* Task item
Count, in the data that follows, every line with the string "manager", and give that count as the whole reply.

** Entries provided follows **

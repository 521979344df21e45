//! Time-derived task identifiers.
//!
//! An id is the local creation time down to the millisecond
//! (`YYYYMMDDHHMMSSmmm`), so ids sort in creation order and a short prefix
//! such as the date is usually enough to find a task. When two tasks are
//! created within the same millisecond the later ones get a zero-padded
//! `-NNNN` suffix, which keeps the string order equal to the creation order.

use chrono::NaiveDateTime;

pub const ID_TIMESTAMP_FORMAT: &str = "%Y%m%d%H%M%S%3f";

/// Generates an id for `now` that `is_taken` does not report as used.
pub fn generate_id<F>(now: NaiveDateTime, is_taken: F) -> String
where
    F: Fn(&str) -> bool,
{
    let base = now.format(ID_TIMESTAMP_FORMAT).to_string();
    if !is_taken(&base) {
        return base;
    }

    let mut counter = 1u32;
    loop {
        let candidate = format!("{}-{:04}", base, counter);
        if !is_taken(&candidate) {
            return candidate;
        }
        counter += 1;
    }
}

** End of Entries provided **
** Entries provided follows **

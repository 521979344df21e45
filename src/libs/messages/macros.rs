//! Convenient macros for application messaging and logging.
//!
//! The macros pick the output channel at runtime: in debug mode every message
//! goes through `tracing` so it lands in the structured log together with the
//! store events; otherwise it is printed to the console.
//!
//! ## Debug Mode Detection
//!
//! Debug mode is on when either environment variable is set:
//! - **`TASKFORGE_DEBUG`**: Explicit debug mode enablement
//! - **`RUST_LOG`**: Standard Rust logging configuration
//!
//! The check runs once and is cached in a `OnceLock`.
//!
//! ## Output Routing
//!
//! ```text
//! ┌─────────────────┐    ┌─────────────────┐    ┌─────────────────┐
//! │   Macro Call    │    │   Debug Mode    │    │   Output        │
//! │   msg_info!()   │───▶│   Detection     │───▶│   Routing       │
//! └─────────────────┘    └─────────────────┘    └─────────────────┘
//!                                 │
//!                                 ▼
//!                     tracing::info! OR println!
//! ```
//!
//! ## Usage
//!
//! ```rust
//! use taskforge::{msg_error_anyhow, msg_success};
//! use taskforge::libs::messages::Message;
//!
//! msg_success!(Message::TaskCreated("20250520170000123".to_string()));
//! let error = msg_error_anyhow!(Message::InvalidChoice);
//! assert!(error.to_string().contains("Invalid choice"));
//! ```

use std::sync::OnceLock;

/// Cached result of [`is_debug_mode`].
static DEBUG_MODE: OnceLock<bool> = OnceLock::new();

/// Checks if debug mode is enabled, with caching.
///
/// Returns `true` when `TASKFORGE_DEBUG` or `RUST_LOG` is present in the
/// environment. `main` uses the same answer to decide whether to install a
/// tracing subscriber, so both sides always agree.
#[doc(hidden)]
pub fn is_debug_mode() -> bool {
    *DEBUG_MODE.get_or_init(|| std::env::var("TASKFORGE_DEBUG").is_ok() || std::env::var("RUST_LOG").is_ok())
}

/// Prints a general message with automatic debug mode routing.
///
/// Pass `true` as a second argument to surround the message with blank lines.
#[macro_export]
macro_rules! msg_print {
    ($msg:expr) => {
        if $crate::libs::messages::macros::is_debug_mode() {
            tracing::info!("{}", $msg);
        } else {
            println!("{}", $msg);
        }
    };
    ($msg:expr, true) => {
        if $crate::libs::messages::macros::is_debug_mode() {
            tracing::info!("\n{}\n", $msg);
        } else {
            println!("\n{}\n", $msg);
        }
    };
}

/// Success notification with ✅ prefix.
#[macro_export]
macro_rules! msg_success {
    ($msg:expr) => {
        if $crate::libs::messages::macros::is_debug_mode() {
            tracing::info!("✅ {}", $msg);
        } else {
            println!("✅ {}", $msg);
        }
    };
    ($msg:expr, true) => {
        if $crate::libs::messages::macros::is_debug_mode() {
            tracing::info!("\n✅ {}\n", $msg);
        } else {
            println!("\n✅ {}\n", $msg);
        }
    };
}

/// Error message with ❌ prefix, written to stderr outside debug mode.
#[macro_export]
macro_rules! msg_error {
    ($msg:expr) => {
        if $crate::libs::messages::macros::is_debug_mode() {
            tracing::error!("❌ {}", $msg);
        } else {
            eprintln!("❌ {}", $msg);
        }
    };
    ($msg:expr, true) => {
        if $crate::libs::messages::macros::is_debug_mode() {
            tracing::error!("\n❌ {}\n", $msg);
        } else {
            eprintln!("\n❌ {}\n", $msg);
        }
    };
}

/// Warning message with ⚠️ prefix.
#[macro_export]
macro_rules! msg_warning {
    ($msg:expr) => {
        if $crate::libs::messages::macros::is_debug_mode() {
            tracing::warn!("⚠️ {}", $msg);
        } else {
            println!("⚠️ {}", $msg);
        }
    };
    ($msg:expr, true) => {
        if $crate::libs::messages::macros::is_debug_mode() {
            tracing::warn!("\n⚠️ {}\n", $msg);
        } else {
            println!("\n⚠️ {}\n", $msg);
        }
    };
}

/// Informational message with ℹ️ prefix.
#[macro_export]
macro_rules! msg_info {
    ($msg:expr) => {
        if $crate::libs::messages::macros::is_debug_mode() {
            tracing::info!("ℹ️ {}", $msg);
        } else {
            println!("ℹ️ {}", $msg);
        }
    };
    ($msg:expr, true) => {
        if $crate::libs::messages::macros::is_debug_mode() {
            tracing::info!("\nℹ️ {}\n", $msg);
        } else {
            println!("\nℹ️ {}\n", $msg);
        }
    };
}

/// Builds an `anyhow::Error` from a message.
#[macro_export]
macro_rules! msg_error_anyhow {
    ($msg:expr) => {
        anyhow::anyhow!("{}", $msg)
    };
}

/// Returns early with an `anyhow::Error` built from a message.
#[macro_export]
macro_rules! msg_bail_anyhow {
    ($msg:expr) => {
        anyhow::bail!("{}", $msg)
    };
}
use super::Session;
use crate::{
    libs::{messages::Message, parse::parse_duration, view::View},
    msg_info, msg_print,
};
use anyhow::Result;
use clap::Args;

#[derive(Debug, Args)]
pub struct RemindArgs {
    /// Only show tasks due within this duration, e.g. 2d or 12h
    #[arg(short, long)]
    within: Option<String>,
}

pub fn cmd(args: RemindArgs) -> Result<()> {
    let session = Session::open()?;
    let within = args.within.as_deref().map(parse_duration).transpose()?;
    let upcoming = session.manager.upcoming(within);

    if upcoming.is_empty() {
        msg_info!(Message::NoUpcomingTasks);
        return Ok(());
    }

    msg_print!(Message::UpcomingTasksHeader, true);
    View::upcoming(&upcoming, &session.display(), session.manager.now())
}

** End of Entries provided **

* Output below
2